This results in a refusal to suspend the system, causing substantial
battery drain on affected systems.

To fix the problem, use the maximum alarm time offset as reported by rtc
drivers to set the maximum alarm time. While this will result in brief
spurious wakeups from suspend, it is still much better than not suspending
at all.

Cc: Brian Norris <briannorris@xxxxxxxxxxxx>
Signed-off-by: Guenter Roeck <linux@xxxxxxxxxxxx>
---
v2: Rename range_max_offset -> alarm_offset_max

   kernel/time/alarmtimer.c | 13 +++++++++++++

diff --git a/kernel/time/alarmtimer.c b/kernel/time/alarmtimer.c
index 8d9f13d847f0..895e3a6d6444 100644
--- a/kernel/time/alarmtimer.c
+++ b/kernel/time/alarmtimer.c
@@ -290,6 +290,19 @@ static int alarmtimer_suspend(struct device *dev)
          rtc_timer_cancel(rtc, &rtctimer);
          rtc_read_time(rtc, &tm);
          now = rtc_tm_to_ktime(tm);
+
+       /*
+        * If the RTC alarm timer only supports a limited time offset, set
+        * the alarm time to the maximum supported value.
+        * The system will wake up earlier than necessary and is expected
+        * to go back to sleep if it has nothing to do.

Does this assume that the kernel is configured for autosuspend
(CONFIG_PM_AUTOSLEEP)? Maybe we should only do this when that config is
enabled.


It doesn't really assume anything. It standardizes behavior if the rtc
does not support the requested alarm time. Today that either fails
or the rtc silently adjusts the alarm time (sometimes to 1 day + 1 minute ->
one minute) depending on the implementation in the rtc driver. With this
patch in place, the the rtc driver informing the rtc core about the limit,
the alarm would fire at the maximum time supported by the rtc if the
requested alarm time is larger than its limit.

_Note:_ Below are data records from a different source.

//! Tag command handlers

use anyhow::Result;

use jot_core::{query, Store};

use crate::output::Output;

/// List all note tags with usage counts
pub fn list(store: &Store, output: &Output) -> Result<()> {
    let tags = query::tag_counts(&store.load_notes());
    output.print_tags(&tags);
    Ok(())
}
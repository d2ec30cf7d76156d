//! Application configuration
//!
//! Configuration is loaded from:
//! 1. Default values
//! 2. Config file (~/.config/jot/config.toml)
//! 3. Environment variables (JOT_* prefix)
//!
//! Environment variables take precedence over config file values.

use anyhow::{Context, Result};
use serde::{Deserialize, Serialize};
use std::path::{Path, PathBuf};

/// Environment variable prefix
const ENV_PREFIX: &str = "JOT";

/// Application configuration
#[derive(Debug, Clone, Serialize, Deserialize)]
pub struct Config {
    /// Directory holding notes.json, todos.json and ideas.json
    #[serde(default = "default_data_dir")]
    pub data_dir: PathBuf,

    /// Log file path (logs go to stderr when unset)
    #[serde(default)]
    pub log_file: Option<PathBuf>,
}

impl Default for Config {
    fn default() -> Self {
        Self {
            data_dir: default_data_dir(),
            log_file: None,
        }
    }
}

impl Config {
    /// Load configuration from default location and environment
    ///
    /// Order of precedence (highest to lowest):
    /// 1. Environment variables (JOT_DATA_DIR, JOT_LOG_FILE)
    /// 2. Config file (~/.config/jot/config.toml or JOT_CONFIG)
    /// 3. Default values
    pub fn load() -> Result<Self> {
        Self::load_from_path(&Self::config_file_path())
    }

    /// Load configuration, preferring a path given on the command line
    pub fn load_with_cli_override(path: Option<&PathBuf>) -> Result<Self> {
        match path {
            Some(p) => Self::load_from_path(p),
            None => Self::load(),
        }
    }

    /// Load configuration from a specific path
    ///
    /// Environment variables are still applied as overrides.
    /// If the file doesn't exist, defaults are used.
    pub fn load_from_path(path: &Path) -> Result<Self> {
        if !path.exists() {
            let mut config = Self::default();
            config.apply_env_overrides();
            return Ok(config);
        }

        let content = std::fs::read_to_string(path)
            .with_context(|| format!("Failed to read config file: {:?}", path))?;
        Self::load_from_str(&content)
            .with_context(|| format!("Failed to parse config file: {:?}", path))
    }

    /// Load configuration from TOML text, then apply environment overrides
    pub fn load_from_str(toml_content: &str) -> Result<Self> {
        let mut config: Config =
            toml::from_str(toml_content).context("Failed to parse config TOML")?;
        config.apply_env_overrides();
        Ok(config)
    }

    /// Build a configuration rooted at `data_dir`, ignoring file and environment
    pub fn with_data_dir(data_dir: impl Into<PathBuf>) -> Self {
        Self {
            data_dir: data_dir.into(),
            log_file: None,
        }
    }

    /// Apply environment variable overrides
    fn apply_env_overrides(&mut self) {
        // JOT_DATA_DIR
        if let Ok(val) = std::env::var(format!("{}_DATA_DIR", ENV_PREFIX)) {
            if !val.is_empty() {
                self.data_dir = PathBuf::from(val);
            }
        }

        // JOT_LOG_FILE
        if let Ok(val) = std::env::var(format!("{}_LOG_FILE", ENV_PREFIX)) {
            self.log_file = if val.is_empty() {
                None
            } else {
                Some(PathBuf::from(val))
            };
        }
    }

    /// Save configuration to a specific file
    pub fn save_to_path(&self, path: &Path) -> Result<()> {
        if let Some(parent) = path.parent() {
            std::fs::create_dir_all(parent)
                .with_context(|| format!("Failed to create config directory: {:?}", parent))?;
        }

        let content = toml::to_string_pretty(self).context("Failed to serialize config")?;
        std::fs::write(path, content)
            .with_context(|| format!("Failed to write config file: {:?}", path))?;
        Ok(())
    }

    /// Get the config file path
    ///
    /// Can be overridden with JOT_CONFIG environment variable
    pub fn config_file_path() -> PathBuf {
        if let Ok(path) = std::env::var(format!("{}_CONFIG", ENV_PREFIX)) {
            return PathBuf::from(path);
        }

        dirs::config_dir()
            .unwrap_or_else(|| PathBuf::from("."))
            .join("jot")
            .join("config.toml")
    }

    pub fn notes_path(&self) -> PathBuf {
        self.data_dir.join("notes.json")
    }

    pub fn todos_path(&self) -> PathBuf {
        self.data_dir.join("todos.json")
    }

    pub fn ideas_path(&self) -> PathBuf {
        self.data_dir.join("ideas.json")
    }
}

/// Get the default data directory
fn default_data_dir() -> PathBuf {
    dirs::config_dir()
        .unwrap_or_else(|| PathBuf::from("."))
        .join("jot")
}

#[cfg(test)]
mod tests {
    use super::*;
    use std::env;
    use std::sync::Mutex;
    use tempfile::TempDir;

    // Mutex to serialize tests that touch environment variables
    static ENV_MUTEX: Mutex<()> = Mutex::new(());

    /// Guard that locks env access and saves/restores env vars
    struct EnvGuard<'a> {
        _lock: std::sync::MutexGuard<'a, ()>,
        saved: Vec<(String, Option<String>)>,
    }

    impl<'a> EnvGuard<'a> {
        fn new(vars: &[&str]) -> Self {
            let lock = ENV_MUTEX.lock().unwrap_or_else(|e| e.into_inner());
            let saved = vars
                .iter()
                .map(|&name| (name.to_string(), env::var(name).ok()))
                .collect();
            for name in vars {
                env::remove_var(name);
            }
            Self { _lock: lock, saved }
        }
    }

    impl Drop for EnvGuard<'_> {
        fn drop(&mut self) {
            for (name, value) in &self.saved {
                match value {
                    Some(v) => env::set_var(name, v),
                    None => env::remove_var(name),
                }
            }
        }
    }

    const ENV_VARS: &[&str] = &["JOT_DATA_DIR", "JOT_LOG_FILE", "JOT_CONFIG"];

    #[test]
    fn test_default_config() {
        let config = Config::default();
        assert!(config.log_file.is_none());
        assert!(config.data_dir.ends_with("jot"));
    }

    #[test]
    fn test_file_paths() {
        let config = Config::with_data_dir("/data/jot");

        assert_eq!(config.notes_path(), PathBuf::from("/data/jot/notes.json"));
        assert_eq!(config.todos_path(), PathBuf::from("/data/jot/todos.json"));
        assert_eq!(config.ideas_path(), PathBuf::from("/data/jot/ideas.json"));
    }

    #[test]
    fn test_env_override_data_dir() {
        let _guard = EnvGuard::new(ENV_VARS);

        let mut config = Config::default();

        env::set_var("JOT_DATA_DIR", "/tmp/jot-test");
        config.apply_env_overrides();

        assert_eq!(config.data_dir, PathBuf::from("/tmp/jot-test"));
    }

    #[test]
    fn test_env_override_log_file() {
        let _guard = EnvGuard::new(ENV_VARS);

        let mut config = Config::default();

        env::set_var("JOT_LOG_FILE", "/tmp/jot.log");
        config.apply_env_overrides();
        assert_eq!(config.log_file, Some(PathBuf::from("/tmp/jot.log")));

        // Empty string clears it
        env::set_var("JOT_LOG_FILE", "");
        config.apply_env_overrides();
        assert!(config.log_file.is_none());
    }

    #[test]
    fn test_env_config_path() {
        let _guard = EnvGuard::new(ENV_VARS);

        env::set_var("JOT_CONFIG", "/etc/jot/custom.toml");
        assert_eq!(
            Config::config_file_path(),
            PathBuf::from("/etc/jot/custom.toml")
        );
    }

    #[test]
    fn test_load_from_str() {
        let _guard = EnvGuard::new(ENV_VARS);

        let toml = r#"
            data_dir = "/custom/data"
            log_file = "/custom/jot.log"
        "#;

        let config = Config::load_from_str(toml).unwrap();
        assert_eq!(config.data_dir, PathBuf::from("/custom/data"));
        assert_eq!(config.log_file, Some(PathBuf::from("/custom/jot.log")));
    }

    #[test]
    fn test_load_from_path_missing_file() {
        let _guard = EnvGuard::new(ENV_VARS);

        let path = PathBuf::from("/nonexistent/config.toml");
        let config = Config::load_from_path(&path).unwrap();
        // Should return defaults when file doesn't exist
        assert!(config.log_file.is_none());
        assert!(config.data_dir.ends_with("jot"));
    }

    #[test]
    fn test_save_and_reload() {
        let _guard = EnvGuard::new(ENV_VARS);
        let temp_dir = TempDir::new().unwrap();
        let path = temp_dir.path().join("nested").join("config.toml");

        let config = Config::with_data_dir("/data/jot");
        config.save_to_path(&path).unwrap();

        let loaded = Config::load_from_path(&path).unwrap();
        assert_eq!(loaded.data_dir, PathBuf::from("/data/jot"));
        assert!(loaded.log_file.is_none());
    }

    #[test]
    fn test_load_from_path_reports_bad_toml() {
        let _guard = EnvGuard::new(ENV_VARS);
        let temp_dir = TempDir::new().unwrap();
        let path = temp_dir.path().join("config.toml");
        std::fs::write(&path, "data_dir = [").unwrap();

        let err = Config::load_from_path(&path).unwrap_err();
        assert!(err.to_string().contains("Failed to parse config file"));
    }

    #[test]
    fn test_env_overrides_file_values() {
        let _guard = EnvGuard::new(ENV_VARS);
        let temp_dir = TempDir::new().unwrap();
        let path = temp_dir.path().join("config.toml");
        std::fs::write(&path, "data_dir = \"/from/file\"\n").unwrap();

        env::set_var("JOT_DATA_DIR", "/from/env");
        let config = Config::load_from_path(&path).unwrap();
        assert_eq!(config.data_dir, PathBuf::from("/from/env"));
    }
}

I see that as improvement, no matter if CONFIG_PM_AUTOSLEEP is enabled or not.

Agreed. It's an improvement.

The ABI of alarmtimers seem to be "Run this timer at time X, and wake up
the system from suspend if necessary to run the timer at time X".


If userspace is the one autosuspending, then I don't know what we do, or
how the kernel knows it is OK. Maybe we need another alarmtimer clock id
that will fail creation if the wakeup time is larger than what the rtc
can be programmed for? Or maybe that new clock id can have this fixed
behavior to wakeup early with the assumption that userspace will go back
to sleep, and outdated userspace can use the original alarmtimer clock
id if they don't care about suspend failing?


I don't know how to answer this. Again, I see my suggested patch as improvement
over not suspending at all or resuming at a more or less random time, which
is what you get today depending on the rtc driver.

Actually, I would argue that the above situation applies even if the rtc supports
the requested alarm time. Currently, if userspace is the one autosuspending,
the system wakes up after the alarm time expires (assuming the rtc supports it).
Then what ? Your above question applies to that situation as well and is
really independent of the alarm time limit supported by the rtc.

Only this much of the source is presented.